Arizona is moving ever closer to implementing the new regulation authorizing law enforcement to question the immigration status of people suspected of being in the country illegally, a measure approved by the U.S. Supreme Court.

The decision about when Section 2(b) of state law SB 1070, known as the "show me your papers" provision, will enter into force is now once again in the hands of U.S. District Judge Susan Bolton.

At any time, Bolton could remove the injunction on the controversial regulation that she herself ordered in 2010, just before SB 1070 entered into force.

The 9th Circuit Court of Appeals announced its decision on Wednesday, a move that ratifies the decision of the Supreme Court, and sent the case back to the district court in Phoenix.

Experts said that this decision could take several weeks, because several organizations have filed a motion asking Bolton to block enforcement of show me your papers.

This motion argues that Section 2(b) will lead to the unconstitutional detention of people and racial profiling against Hispanics, without regard to their immigration status.

"We're asking for the judge to take into account our request to halt the implementation based on examples we're going to present next week concerning people who are being detained for longer periods to verify their immigration status," Alessandra Soler, director of the American Civil Liberties Union of Arizona, told Efe on Thursday.

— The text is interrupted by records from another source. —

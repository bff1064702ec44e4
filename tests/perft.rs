//! Move generator validation against the published perft reference counts.

mod common;

use chess_rules::{create_initial_state, perft};
use common::position;

#[test]
fn perft_startpos() {
    let state = create_initial_state();
    assert_eq!(perft(&state, 1), 20);
    assert_eq!(perft(&state, 2), 400);
    assert_eq!(perft(&state, 3), 8_902);
}

#[test]
fn perft_kiwipete() {
    let state = position(
        "r3k2r/p1ppqpb1/bn2pnp1/3PN3/1p2P3/2N2Q1p/PPPBBPPP/R3K2R",
        'w',
        "KQkq",
        None,
    );
    assert_eq!(perft(&state, 1), 48);
    assert_eq!(perft(&state, 2), 2_039);
}

#[test]
fn perft_position_3() {
    // Rook and pawn endgame full of en-passant pins.
    let state = position("8/2p5/3p4/KP5r/1R3p1k/8/4P1P1/8", 'w', "-", None);
    assert_eq!(perft(&state, 1), 14);
    assert_eq!(perft(&state, 2), 191);
    assert_eq!(perft(&state, 3), 2_812);
}

#[test]
fn perft_position_4() {
    // Promotions, underpromotions and castling out of a cramped king.
    let state = position(
        "r3k2r/Pppp1ppp/1b3nbN/nP6/BBP1P3/q4N2/Pp1P2PP/R2Q1RK1",
        'w',
        "kq",
        None,
    );
    assert_eq!(perft(&state, 1), 6);
    assert_eq!(perft(&state, 2), 264);
    assert_eq!(perft(&state, 3), 9_467);
}

#[test]
fn perft_position_5() {
    let state = position(
        "rnbq1k1r/pp1Pbppp/2p5/8/2B5/8/PPP1NnPP/RNBQK2R",
        'w',
        "KQ",
        None,
    );
    assert_eq!(perft(&state, 1), 44);
    assert_eq!(perft(&state, 2), 1_486);
}
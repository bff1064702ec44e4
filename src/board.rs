use serde::{Deserialize, Serialize};

use crate::piece::{Color, Piece, PieceType};
use crate::square::Square;

const BACK_RANK: [PieceType; 8] = [
    PieceType::Rook,
    PieceType::Knight,
    PieceType::Bishop,
    PieceType::Queen,
    PieceType::King,
    PieceType::Bishop,
    PieceType::Knight,
    PieceType::Rook,
];

/// The 8x8 piece grid. It is a plain `Copy` array, so every state owns its own
/// cells and a transition always starts from a fresh copy.
#[derive(Clone, Copy, Serialize, Deserialize, Debug, PartialEq, Eq, Hash)]
pub struct Board {
    pub squares: [[Option<Piece>; 8]; 8],
}

/// Material totals per side, using [`PieceType::value`].
#[derive(Clone, Copy, Serialize, Deserialize, Debug, PartialEq, Eq, Default)]
pub struct Material {
    pub white: u32,
    pub black: u32,
}

impl Default for Board {
    fn default() -> Self {
        Self::standard()
    }
}

impl Board {
    /// Create an empty board with no pieces. Useful for setting up test positions.
    pub fn empty() -> Self {
        Board {
            squares: [[None; 8]; 8],
        }
    }

    /// The standard starting placement.
    pub fn standard() -> Self {
        let mut board = Board::empty();
        for (file, &piece_type) in BACK_RANK.iter().enumerate() {
            board.squares[0][file] = Some(Piece::new(piece_type, Color::Black));
            board.squares[1][file] = Some(Piece::new(PieceType::Pawn, Color::Black));
            board.squares[6][file] = Some(Piece::new(PieceType::Pawn, Color::White));
            board.squares[7][file] = Some(Piece::new(piece_type, Color::White));
        }
        board
    }

    /// The piece on `sq`; off-board squares read as empty.
    pub fn get(&self, sq: Square) -> Option<Piece> {
        self.squares
            .get(sq.row)
            .and_then(|row| row.get(sq.file))
            .copied()
            .flatten()
    }

    /// Place (or clear) a square. Only used while assembling a board that no
    /// state owns yet. Off-board squares are ignored.
    pub fn put(&mut self, sq: Square, piece: Option<Piece>) {
        if let Some(cell) = self.squares.get_mut(sq.row).and_then(|row| row.get_mut(sq.file)) {
            *cell = piece;
        }
    }

    pub fn is_empty(&self, sq: Square) -> bool {
        self.get(sq).is_none()
    }

    /// Whether `sq` holds a piece of `color`.
    pub fn is_color(&self, sq: Square, color: Color) -> bool {
        self.get(sq).map(|p| p.color == color).unwrap_or(false)
    }

    /// All occupied squares in row-major, then file order.
    pub fn pieces(&self) -> impl Iterator<Item = (Square, Piece)> + '_ {
        (0..8).flat_map(move |row| {
            (0..8).filter_map(move |file| {
                self.squares[row][file].map(|p| (Square::new(row, file), p))
            })
        })
    }

    pub fn find_king(&self, color: Color) -> Option<Square> {
        self.pieces()
            .find(|(_, p)| p.piece_type == PieceType::King && p.color == color)
            .map(|(sq, _)| sq)
    }

    pub fn calculate_material(&self) -> Material {
        self.pieces()
            .fold(Material::default(), |mut acc, (_, p)| {
                match p.color {
                    Color::White => acc.white += p.piece_type.value(),
                    Color::Black => acc.black += p.piece_type.value(),
                }
                acc
            })
    }
}

/// Material totals for both sides (pawn 1, knight 3, bishop 3, rook 5, queen 9).
pub fn calculate_material(board: &Board) -> Material {
    board.calculate_material()
}
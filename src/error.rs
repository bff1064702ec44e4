use crate::piece::PieceType;
use crate::square::Square;

/// Contract violations raised by the move applier. Ordinary outcomes such as
/// "no legal moves" are reported through [`crate::status::StatusReport`].
#[derive(Debug, Clone, PartialEq, Eq, thiserror::Error)]
pub enum EngineError {
    #[error("no piece on {0} to move")]
    EmptySquare(Square),

    #[error("cannot promote to {0:?}")]
    InvalidPromotion(PieceType),

    #[error("square (row {row}, file {file}) is off the board")]
    OffBoard { row: usize, file: usize },
}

Soler said that they are hoping that the judge waits to analyze the pending case before ordering that the regulation - which has caused great fear among Arizona's immigrant community - enter into force.

Arizona has until Friday to respond to the motion filed by the ACLU and other organizations and Bolton gave a period of an additional week for the plaintiffs to respond, and so the decision should come after Aug. 17.

Soler said that when the Supreme Court announced its ruling in June, it did not say that Section 2(b) was constitutional, but rather that there was not "sufficient evidence" to block the provision.

"This is what we're focusing on right now, giving more examples to the court of how more people are being detained simply to verify their immigration status despite the fact that the regulation is not in force," said the ACLU director.

Despite the fact that Arizona police chiefs and sheriffs have said that they will not use racial profiling when applying the new regulation, cases are being reported of people who are being detained for minor infractions who are later questioned about their immigration status.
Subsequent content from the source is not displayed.